Problem 3 (5+5+5+5+5)¶

You are given the matrix $$ A = \begin{pmatrix} 7 & 4 & -5 \\ 4 & -2 & 4 \\ -5 & 4 & 7 \end{pmatrix} $$

(a) Two of the eigenvalues of $A$ are 6 and –6. Find the third eigenvalue. The eigenvalues must be real because $A$ is ____________. Check your answer in Julia using eigvals(A) (don't forget to do using LinearAlgebra first).

(b) Two eigenvectors of $A$ are the column vectors (1,1,1) and (1,-2,1). Find the third eigenvector. The eigenvectors must be ____________ to one another because $A$ is ____________

(c) Suppose that $x(t)$ is the solution to $\frac{dx}{dt} = Ax - 12x$ with $x(0) = (1,0,0)$. After a long time $x(t)$ is approximately parallel to what vector? Check your answer by computing $x(t) = e^{(A-12I)t} x(0)$ in Julia for a large $t$ using exp((A-12I)*t).

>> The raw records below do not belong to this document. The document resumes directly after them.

#[test]
fn test_rename_updates_group_memberships() {
    let env = setup();
    let group = env.seed_group("group1", "5001");
    let mut computer = env.new_computer("host1");
    computer.set("groups", Value::list([group.clone()])).unwrap();
    let old_dn = computer.create().unwrap();

    let listed = env.directory.get_required(&group).unwrap();
    assert_eq!(listed.values("uniqueMember"), vec![old_dn.clone()]);
    assert_eq!(listed.values("memberUid"), vec!["host1$".to_string()]);

    let mut computer = env.ctx.open(&old_dn).unwrap();
    computer.set("name", "host2").unwrap();
    let new_dn = computer.modify(false).unwrap();

    assert_eq!(new_dn, format!("cn=host2,{}", env.computers()));
    for group_dn in [group, env.windows_hosts()] {
        let entry = env.directory.get_required(&group_dn).unwrap();
        assert_eq!(entry.values("uniqueMember"), vec![new_dn.clone()]);
        assert_eq!(entry.values("memberUid"), vec!["host2$".to_string()]);
    }
    let entry = env.directory.get_required(&new_dn).unwrap();
    assert_eq!(entry.values("uid"), vec!["host2$".to_string()]);
    assert_eq!(entry.values("sn"), vec!["host2".to_string()]);
}

#[test]
fn test_rename_follows_dns_and_dhcp_entries() {
    let env = setup();
    let mut computer = networked_computer(&env, "pc1");

    computer.set("name", "pc2").unwrap();
    computer.modify(false).unwrap();

    assert!(!env.directory.exists(&host_record(&env, "pc1")));
    let record = env.directory.get_required(&host_record(&env, "pc2")).unwrap();
    assert_eq!(record.values("aRecord"), vec![IP.to_string()]);
    let pointer = env.directory.get_required(&pointer_record(&env, "5")).unwrap();
    assert_eq!(pointer.values("pTRRecord"), vec!["pc2.example.com.".to_string()]);
    let hosts = dhcp_hosts(&env);
    assert_eq!(hosts.len(), 1);
    assert_eq!(hosts[0].0, format!("cn=pc2,{}", env.dhcp_service()));
}

#[test]
fn test_group_changes_are_written_to_groups() {
    let env = setup();
    let group = env.seed_group("group1", "5001");
    let mut computer = env.create_computer("pc1");
    let dn = computer.dn().unwrap().to_string();

    computer.set("groups", Value::list([env.windows_hosts(), group.clone()])).unwrap();
    computer.modify(false).unwrap();
    let entry = env.directory.get_required(&group).unwrap();
    assert!(entry.has_value("uniqueMember", &dn));
    assert!(entry.has_value("memberUid", "pc1$"));

    computer.set("groups", Value::list([env.windows_hosts()])).unwrap();
    computer.modify(false).unwrap();
    let entry = env.directory.get_required(&group).unwrap();
    assert!(!entry.contains("uniqueMember"));
    assert!(!entry.contains("memberUid"));
}

#[test]
fn test_alias_records() {
    let env = setup();
    let mut computer = networked_computer(&env, "pc1");
    let alias_dn = format!("relativeDomainName=www,{}", env.forward_zone());

    computer
        .set(
            ALIAS,
            Value::tuples([[env.forward_zone(), env.forward_zone(), "www".to_string()]]),
        )
        .unwrap();
    computer.modify(false).unwrap();
    let alias = env.directory.get_required(&alias_dn).unwrap();
    assert_eq!(alias.values("cNAMERecord"), vec!["pc1.example.com.".to_string()]);

    let reopened = env.ctx.open(computer.dn().unwrap()).unwrap();
    assert_eq!(reopened.info(ALIAS).len(), 1);

    computer.set(ALIAS, Value::None).unwrap();
    computer.modify(false).unwrap();
    assert!(!env.directory.exists(&alias_dn));
}

#[test]
fn test_incomplete_dhcp_entry_is_rejected() {
    let env = setup();
    let mut computer = env.new_computer("pc1");
    computer
        .set(DHCP, Value::tuples([[env.dhcp_service()]]))
        .unwrap();

    assert!(matches!(
        computer.create(),
        Err(UdmError::InvalidDhcpEntry(_))
    ));
    assert_eq!(env.allocator.pending(), 0);
}

#[test]
fn test_too_long_name_for_zone() {
    let env = setup();
    let mut computer = env.new_computer(&"a".repeat(55));
    computer
        .set(FORWARD, Value::tuples([[env.forward_zone()]]))
        .unwrap();

    assert!(matches!(
        computer.create(),
        Err(UdmError::CommonNameTooLong(_))
    ));
}

#[test]
fn test_disabling_posix_drops_account_attributes() {
    let env = setup();
    let mut computer = env.create_computer("pc1");
    let dn = computer.dn().unwrap().to_string();

    computer.set_option("posix", false).unwrap();
    let changes = computer.diff();
    let unixhome = changes.iter().find(|c| c.property == "unixhome").unwrap();
    assert_eq!(unixhome.old, Value::text("/dev/null"));
    assert!(unixhome.new.is_empty());
    computer.modify(false).unwrap();

    let entry = env.directory.get_required(&dn).unwrap();
    assert!(!entry.has_value("objectClass", "posixAccount"));
    assert!(!entry.has_value("objectClass", "shadowAccount"));
    assert!(entry.has_value("objectClass", "sambaSamAccount"));
    for attr in ["uidNumber", "gidNumber", "homeDirectory", "loginShell"] {
        assert!(!entry.contains(attr), "{} still present", attr);
    }
    assert_eq!(entry.values("uid"), vec!["pc1$".to_string()]);
    assert!(computer.take_messages().is_empty());
}

#[test]
fn test_samba_without_posix_gives_back_its_rid_number() {
    let env = setup();
    let mut computer = env.new_computer("pc2");
    computer.set_option("posix", false).unwrap();
    let dn = computer.create().unwrap();

    // 1. The uid number only lives in the SID
    let entry = env.directory.get_required(&dn).unwrap();
    assert!(!entry.contains("uidNumber"));
    let sid = entry.first("sambaSID").unwrap().to_string();
    let rid: u64 = sid.rsplit('-').next().unwrap().parse().unwrap();
    let number = ((rid - 1000) / 2).to_string();
    assert!(env.allocator.is_confirmed(ResourceKind::UidNumber, &number));

    // 2. Removing the computer releases both
    let mut computer = env.ctx.open(&dn).unwrap();
    computer.remove(false).unwrap();
    assert!(!env.allocator.is_confirmed(ResourceKind::UidNumber, &number));
    assert!(!env.allocator.is_confirmed(ResourceKind::Sid, &sid));
}

#[test]
fn test_modify_can_be_retried_after_a_dependent_write_fails() {
    let env = setup();
    let mut computer = networked_computer(&env, "pc1");
    let zone = env.forward_zone();
    udmcore::dns::add_alias(&*env.directory, "other", &zone, &zone, "www").unwrap();
    let new_mac = "aa:bb:cc:dd:ee:01";

    // 1. The entry is written, then the alias collides
    computer.set("mac", Value::list([new_mac])).unwrap();
    computer
        .set(ALIAS, Value::tuples([[zone.clone(), zone.clone(), "www".to_string()]]))
        .unwrap();
    let err = computer.modify(false).unwrap_err();
    assert!(matches!(err, UdmError::DnsAliasAlreadyUsed(_)));

    // 2. Without the alias the same change goes through
    computer.set(ALIAS, Value::None).unwrap();
    computer.modify(false).unwrap();

    let reopened = env.ctx.open(computer.dn().unwrap()).unwrap();
    assert_eq!(reopened.info("mac"), Value::list([new_mac]));
    assert_eq!(
        reopened.info(DHCP).as_tuples(),
        vec![vec![env.dhcp_service(), IP.to_string(), new_mac.to_string()]]
    );
    assert!(env.allocator.is_confirmed(ResourceKind::MacAddress, new_mac));
    assert!(!env.allocator.is_confirmed(ResourceKind::MacAddress, MAC));
    assert_eq!(env.allocator.pending(), 0);
}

(d) Give an exact expression for $x(t)$ from (c). You should be able to write your answer easily, without doing Gaussian elimination or anything fancy — only a few dot products need to be computed, because the eigenvectors are ____________. Check your answer in Julia using exp((A-12I)*t).

(e) As $t \to \infty$, the matrix $e^{(A-12I)t}$ approaches what projection matrix $P$?

Solution¶

(a) Recall that $\mathrm{tr}\,(A)$ is equal to both the sum of eigenvalues and the sum of diagonal entries of $A$. Hence $\mathrm{tr}\,(A)=12$ and the third eigenvalue $\lambda$ satisfies $\lambda+6-6=12$, hence $\lambda=\boxed{12}$. The eigenvalues are real because $A$ is hermitian (more specifically, real symmetric). The Julia verification is below:

In [2]:

using LinearAlgebra;
A=[7 4 -5; 4 -2 4; -5 4 7];
eigvals(A)

Out[2]:

3-element Vector{Float64}:
 -6.0
  6.0
 12.0

(b) The eigenvectors must be orthogonal to one another because $A$ is hermitian (or real symmetric). Using this orthogonality, the third eigenvector $x$ can be found as a solution of $$ \begin{pmatrix}1&1&1\\1&-2&1\end{pmatrix}x=0. $$ Solving this, we get $$ \begin{pmatrix}1&1&1\\0&-3&0\end{pmatrix}x=0. $$ hence by back-substitution all solutions are proportional to $x=\begin{pmatrix}-1\\0\\1\end{pmatrix}$. So, $\boxed{\begin{pmatrix}-1\\0\\1\end{pmatrix}}$ is the third eigenvector, correpsonding to the eigenvalue $12$.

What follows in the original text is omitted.